The MAP.3 (Mammary Prevention Trial-.3) study, led and coordinated by the NCIC CTG, is the first randomized trial to assess an aromatase inhibitor as a breast cancer preventative in healthy women. Exemestane is an AI approved by the U.S. Food and Drug Administration for use in early breast cancer patients. The trial enrolled 4,560 women from the U.S., Canada, Spain and France.

Eligible postmenopausal women had at least one of these risk factors: age greater than or equal to 60 years; five-year Gail risk score greater than 1.66 percent; prior atypical ductal or lobular hyperplasia or lobular carcinoma in situ; or ductal carcinoma in situ with prior mastectomy.At a median follow up of three years, the group receiving exemestane had a 65 percent reduction in invasive cancers (11 invasive breast cancers in the exemestane group compared to 32 in the placebo group).

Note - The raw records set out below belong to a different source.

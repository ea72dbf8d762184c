//! Handler for GET /api/v1/users/stats

use actix_web::{web, HttpResponse};

use crate::handlers::domain_error_response;
use crate::routes::AppState;

use rn_core::repositories::{PropertyRepository, RentalRequestRepository, UserRepository};
use rn_shared::types::ApiResponse;

/// Per-role user counts for the admin dashboard
pub async fn user_stats<P, U, R>(state: web::Data<AppState<P, U, R>>) -> HttpResponse
where
    P: PropertyRepository + 'static,
    U: UserRepository + 'static,
    R: RentalRequestRepository + 'static,
{
    match state.user_service.stats().await {
        Ok(stats) => HttpResponse::Ok().json(ApiResponse::success(stats)),
        Err(error) => domain_error_response(&error),
    }
}
//! Integration tests for the listing endpoint against in-memory
//! repositories.

use std::sync::Arc;

use actix_web::{test, web};
use serde_json::Value;
use uuid::Uuid;

use rn_api::app::create_app;
use rn_api::routes::AppState;
use rn_core::domain::entities::{AreaUnit, NewProperty, Property, PropertyStatus};
use rn_core::repositories::{
    MockPropertyRepository, MockRentalRequestRepository, MockUserRepository, PropertyRepository,
};

fn property(city: &str, price: u64, status: PropertyStatus) -> Property {
    let mut property = Property::from_submission(NewProperty {
        title: format!("{} listing at {}", city, price),
        description: "Spacious and bright".to_string(),
        price,
        area: 10.0,
        area_unit: AreaUnit::Marla,
        bedrooms: 3,
        floors: 1,
        kitchens: 1,
        has_lawn: false,
        additional_info: None,
        address: "Canal Road".to_string(),
        city: city.to_string(),
        property_type: "House".to_string(),
        images: vec!["img/house.jpg".to_string()],
        seller_id: Uuid::new_v4(),
        seller_name: "Seller".to_string(),
        seller_phone: "+923000000000".to_string(),
    });
    property.status = status;
    property
}

async fn state_with(
    properties: Vec<Property>,
) -> web::Data<AppState<MockPropertyRepository, MockUserRepository, MockRentalRequestRepository>> {
    let property_repo = Arc::new(MockPropertyRepository::new());
    for p in properties {
        property_repo.insert(p).await.unwrap();
    }
    web::Data::new(AppState::new(
        property_repo,
        Arc::new(MockUserRepository::new()),
        Arc::new(MockRentalRequestRepository::new()),
    ))
}

#[actix_web::test]
async fn listing_returns_only_available_rows() {
    let state = state_with(vec![
        property("Lahore", 50_000, PropertyStatus::Available),
        property("Lahore", 60_000, PropertyStatus::Rented),
        property("Lahore", 70_000, PropertyStatus::Pending),
    ])
    .await;
    let app = test::init_service(create_app(state)).await;

    let request = test::TestRequest::get().uri("/api/v1/properties").to_request();
    let body: Value = test::call_and_read_body_json(&app, request).await;

    assert_eq!(body["success"], true);
    assert_eq!(body["data"]["total"], 1);
    let rows = body["data"]["data"].as_array().unwrap();
    assert_eq!(rows.len(), 1);
    assert_eq!(rows[0]["status"], "Available");
}

#[actix_web::test]
async fn price_band_filter_and_sort_through_the_wire() {
    let state = state_with(
        [30_000u64, 45_000, 55_000, 65_000, 75_000, 85_000]
            .iter()
            .map(|&p| property("Lahore", p, PropertyStatus::Available))
            .collect(),
    )
    .await;
    let app = test::init_service(create_app(state)).await;

    let request = test::TestRequest::get()
        .uri("/api/v1/properties?min_price=40000&max_price=80000&sort=price-low")
        .to_request();
    let body: Value = test::call_and_read_body_json(&app, request).await;

    assert_eq!(body["data"]["total"], 4);
    let prices: Vec<u64> = body["data"]["data"]
        .as_array()
        .unwrap()
        .iter()
        .map(|row| row["price"].as_u64().unwrap())
        .collect();
    assert_eq!(prices, vec![45_000, 55_000, 65_000, 75_000]);
}

#[actix_web::test]
async fn pagination_reports_total_across_pages() {
    let state = state_with(
        (0..20)
            .map(|i| property("Lahore", 30_000 + i * 1_000, PropertyStatus::Available))
            .collect(),
    )
    .await;
    let app = test::init_service(create_app(state)).await;

    let request = test::TestRequest::get()
        .uri("/api/v1/properties?page=3&page_size=8")
        .to_request();
    let body: Value = test::call_and_read_body_json(&app, request).await;

    assert_eq!(body["data"]["total"], 20);
    assert_eq!(body["data"]["total_pages"], 3);
    assert_eq!(body["data"]["page"], 3);
    assert_eq!(body["data"]["data"].as_array().unwrap().len(), 4);
}

#[actix_web::test]
async fn unknown_sort_key_is_accepted_and_clamped() {
    let state = state_with(vec![
        property("Lahore", 50_000, PropertyStatus::Available),
        property("Lahore", 60_000, PropertyStatus::Available),
    ])
    .await;
    let app = test::init_service(create_app(state)).await;

    let request = test::TestRequest::get()
        .uri("/api/v1/properties?sort=price-medium")
        .to_request();
    let response = test::call_service(&app, request).await;

    assert!(response.status().is_success());
}

#[actix_web::test]
async fn search_term_matches_address() {
    let mut dha = property("Lahore", 50_000, PropertyStatus::Available);
    dha.address = "DHA Phase 5, Street 12".to_string();
    let state = state_with(vec![
        dha,
        property("Lahore", 60_000, PropertyStatus::Available),
    ])
    .await;
    let app = test::init_service(create_app(state)).await;

    let request = test::TestRequest::get()
        .uri("/api/v1/properties?search=DHA")
        .to_request();
    let body: Value = test::call_and_read_body_json(&app, request).await;

    assert_eq!(body["data"]["total"], 1);
    let rows = body["data"]["data"].as_array().unwrap();
    assert!(rows[0]["address"].as_str().unwrap().contains("DHA"));
}

#[actix_web::test]
async fn city_filter_is_case_insensitive() {
    let state = state_with(vec![
        property("Lahore", 50_000, PropertyStatus::Available),
        property("Karachi", 50_000, PropertyStatus::Available),
    ])
    .await;
    let app = test::init_service(create_app(state)).await;

    let request = test::TestRequest::get()
        .uri("/api/v1/properties?city=lahore")
        .to_request();
    let body: Value = test::call_and_read_body_json(&app, request).await;

    assert_eq!(body["data"]["total"], 1);
    assert_eq!(body["data"]["data"][0]["city"], "Lahore");
}
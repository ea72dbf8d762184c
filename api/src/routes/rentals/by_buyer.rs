//! Handler for GET /api/v1/buyers/{buyer_id}/requests

use actix_web::{web, HttpResponse};
use uuid::Uuid;

use crate::dto::RentalRequestResponse;
use crate::handlers::domain_error_response;
use crate::routes::AppState;

use rn_core::repositories::{PropertyRepository, RentalRequestRepository, UserRepository};
use rn_shared::types::ApiResponse;

/// All requests a buyer has submitted, newest first (buyer dashboard)
pub async fn requests_by_buyer<P, U, R>(
    state: web::Data<AppState<P, U, R>>,
    path: web::Path<Uuid>,
) -> HttpResponse
where
    P: PropertyRepository + 'static,
    U: UserRepository + 'static,
    R: RentalRequestRepository + 'static,
{
    let buyer_id = path.into_inner();

    match state.rental_service.requests_of_buyer(buyer_id).await {
        Ok(requests) => {
            let responses: Vec<RentalRequestResponse> = requests
                .into_iter()
                .map(RentalRequestResponse::from)
                .collect();
            HttpResponse::Ok().json(ApiResponse::success(responses))
        }
        Err(error) => domain_error_response(&error),
    }
}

There was also a 60 percent reduction of invasive breast cancer plus pre-invasive DCIS among the 66 cases in the women on the trial. Importantly, there were fewer cases of cancer precursor lesions such as atypical ductal and atypical lobular hyperplasia in the group receiving exemestane.

The investigators reported symptoms such as hot flashes, fatigue sweating, insomnia and arthralgia were frequent in all women on study but predictably slightly more common on exemestane. However, these symptoms did not appear to affect self-reports of overall health-related quality of life on exemestane.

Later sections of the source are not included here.